EXERCISE DETAILS
The answer must be every line from the entries below that includes "connection".
· · · ·
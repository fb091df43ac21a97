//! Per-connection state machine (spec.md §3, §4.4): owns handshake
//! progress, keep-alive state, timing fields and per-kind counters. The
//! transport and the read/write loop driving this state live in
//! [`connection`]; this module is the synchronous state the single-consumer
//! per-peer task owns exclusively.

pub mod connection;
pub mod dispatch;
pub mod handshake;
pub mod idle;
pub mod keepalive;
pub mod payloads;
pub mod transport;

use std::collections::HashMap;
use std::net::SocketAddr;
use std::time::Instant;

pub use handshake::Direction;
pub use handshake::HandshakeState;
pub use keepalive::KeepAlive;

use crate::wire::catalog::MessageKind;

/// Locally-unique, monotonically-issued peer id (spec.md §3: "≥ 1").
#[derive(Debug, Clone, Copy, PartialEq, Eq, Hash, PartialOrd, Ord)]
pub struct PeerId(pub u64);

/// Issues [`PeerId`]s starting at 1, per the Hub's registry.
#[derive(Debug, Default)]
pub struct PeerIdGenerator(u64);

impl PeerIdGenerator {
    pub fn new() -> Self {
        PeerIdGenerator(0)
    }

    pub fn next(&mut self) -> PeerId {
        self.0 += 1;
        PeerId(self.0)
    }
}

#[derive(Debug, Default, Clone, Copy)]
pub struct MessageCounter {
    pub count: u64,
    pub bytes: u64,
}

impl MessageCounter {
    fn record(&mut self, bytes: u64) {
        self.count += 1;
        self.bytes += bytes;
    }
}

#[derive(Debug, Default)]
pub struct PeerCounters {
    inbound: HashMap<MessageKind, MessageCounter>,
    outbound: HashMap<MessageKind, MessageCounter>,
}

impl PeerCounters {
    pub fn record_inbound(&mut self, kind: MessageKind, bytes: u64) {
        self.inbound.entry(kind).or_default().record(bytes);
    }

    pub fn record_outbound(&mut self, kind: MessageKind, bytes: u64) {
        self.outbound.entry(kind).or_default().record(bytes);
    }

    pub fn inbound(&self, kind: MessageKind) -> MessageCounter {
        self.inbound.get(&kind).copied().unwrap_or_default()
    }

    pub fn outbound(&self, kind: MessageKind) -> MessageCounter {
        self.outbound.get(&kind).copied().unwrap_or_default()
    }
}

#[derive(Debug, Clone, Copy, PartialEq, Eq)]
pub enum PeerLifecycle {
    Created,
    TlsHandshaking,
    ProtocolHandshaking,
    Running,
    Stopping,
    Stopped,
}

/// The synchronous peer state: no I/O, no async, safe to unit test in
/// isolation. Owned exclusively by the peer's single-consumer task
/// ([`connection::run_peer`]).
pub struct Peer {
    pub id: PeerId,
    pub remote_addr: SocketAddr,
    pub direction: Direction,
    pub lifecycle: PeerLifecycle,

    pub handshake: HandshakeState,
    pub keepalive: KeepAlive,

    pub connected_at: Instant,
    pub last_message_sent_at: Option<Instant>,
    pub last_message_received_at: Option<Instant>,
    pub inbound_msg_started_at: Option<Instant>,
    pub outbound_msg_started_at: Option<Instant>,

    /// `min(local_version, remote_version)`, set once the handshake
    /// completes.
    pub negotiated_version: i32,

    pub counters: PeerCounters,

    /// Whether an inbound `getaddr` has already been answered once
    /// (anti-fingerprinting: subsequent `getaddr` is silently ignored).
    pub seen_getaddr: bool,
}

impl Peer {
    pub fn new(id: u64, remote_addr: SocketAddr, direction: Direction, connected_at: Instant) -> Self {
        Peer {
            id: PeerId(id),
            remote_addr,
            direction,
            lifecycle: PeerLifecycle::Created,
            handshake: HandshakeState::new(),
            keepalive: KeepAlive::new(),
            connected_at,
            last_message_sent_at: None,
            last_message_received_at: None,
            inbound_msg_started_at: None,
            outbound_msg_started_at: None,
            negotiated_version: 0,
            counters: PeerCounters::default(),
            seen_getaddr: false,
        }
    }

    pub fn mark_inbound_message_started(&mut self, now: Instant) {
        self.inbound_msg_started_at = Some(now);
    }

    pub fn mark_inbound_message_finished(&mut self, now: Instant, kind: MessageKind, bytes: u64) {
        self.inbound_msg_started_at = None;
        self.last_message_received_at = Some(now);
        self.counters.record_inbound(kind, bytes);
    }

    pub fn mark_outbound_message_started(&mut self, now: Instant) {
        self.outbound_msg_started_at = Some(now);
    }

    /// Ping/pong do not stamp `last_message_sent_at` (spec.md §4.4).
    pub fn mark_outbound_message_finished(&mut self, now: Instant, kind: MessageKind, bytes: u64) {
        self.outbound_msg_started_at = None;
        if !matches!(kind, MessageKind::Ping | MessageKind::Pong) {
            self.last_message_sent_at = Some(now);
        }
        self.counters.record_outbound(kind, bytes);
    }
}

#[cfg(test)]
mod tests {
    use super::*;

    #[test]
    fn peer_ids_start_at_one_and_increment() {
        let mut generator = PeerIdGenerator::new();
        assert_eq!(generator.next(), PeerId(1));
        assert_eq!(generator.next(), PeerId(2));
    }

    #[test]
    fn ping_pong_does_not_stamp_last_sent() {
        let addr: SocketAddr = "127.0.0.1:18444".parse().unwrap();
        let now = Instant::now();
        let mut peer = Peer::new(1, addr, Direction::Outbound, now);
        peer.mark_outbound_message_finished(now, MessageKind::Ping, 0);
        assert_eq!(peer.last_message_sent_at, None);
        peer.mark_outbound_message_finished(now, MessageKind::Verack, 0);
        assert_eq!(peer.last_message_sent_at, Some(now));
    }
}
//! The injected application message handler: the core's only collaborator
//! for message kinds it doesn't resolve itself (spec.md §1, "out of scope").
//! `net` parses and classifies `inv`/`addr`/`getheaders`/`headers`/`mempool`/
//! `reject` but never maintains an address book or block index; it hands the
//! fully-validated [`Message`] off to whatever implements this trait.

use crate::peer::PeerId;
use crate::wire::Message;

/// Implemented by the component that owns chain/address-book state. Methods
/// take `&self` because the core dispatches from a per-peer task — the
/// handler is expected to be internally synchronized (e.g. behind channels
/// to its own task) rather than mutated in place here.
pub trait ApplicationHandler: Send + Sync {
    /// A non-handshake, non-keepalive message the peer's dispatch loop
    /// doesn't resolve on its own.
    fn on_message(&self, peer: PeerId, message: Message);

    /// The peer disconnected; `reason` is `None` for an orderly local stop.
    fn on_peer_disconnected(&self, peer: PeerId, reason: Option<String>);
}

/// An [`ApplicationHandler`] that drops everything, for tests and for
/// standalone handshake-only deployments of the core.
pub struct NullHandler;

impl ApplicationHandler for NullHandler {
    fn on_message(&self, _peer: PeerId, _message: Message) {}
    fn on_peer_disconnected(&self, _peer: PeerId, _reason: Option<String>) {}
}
· · · ·
FINISHED TASK
//! Per-connection state machine (spec.md §3, §4.4): owns handshake
//! [`connection`]; this module is the synchronous state the single-consumer
pub mod connection;
/// ([`connection::run_peer`]).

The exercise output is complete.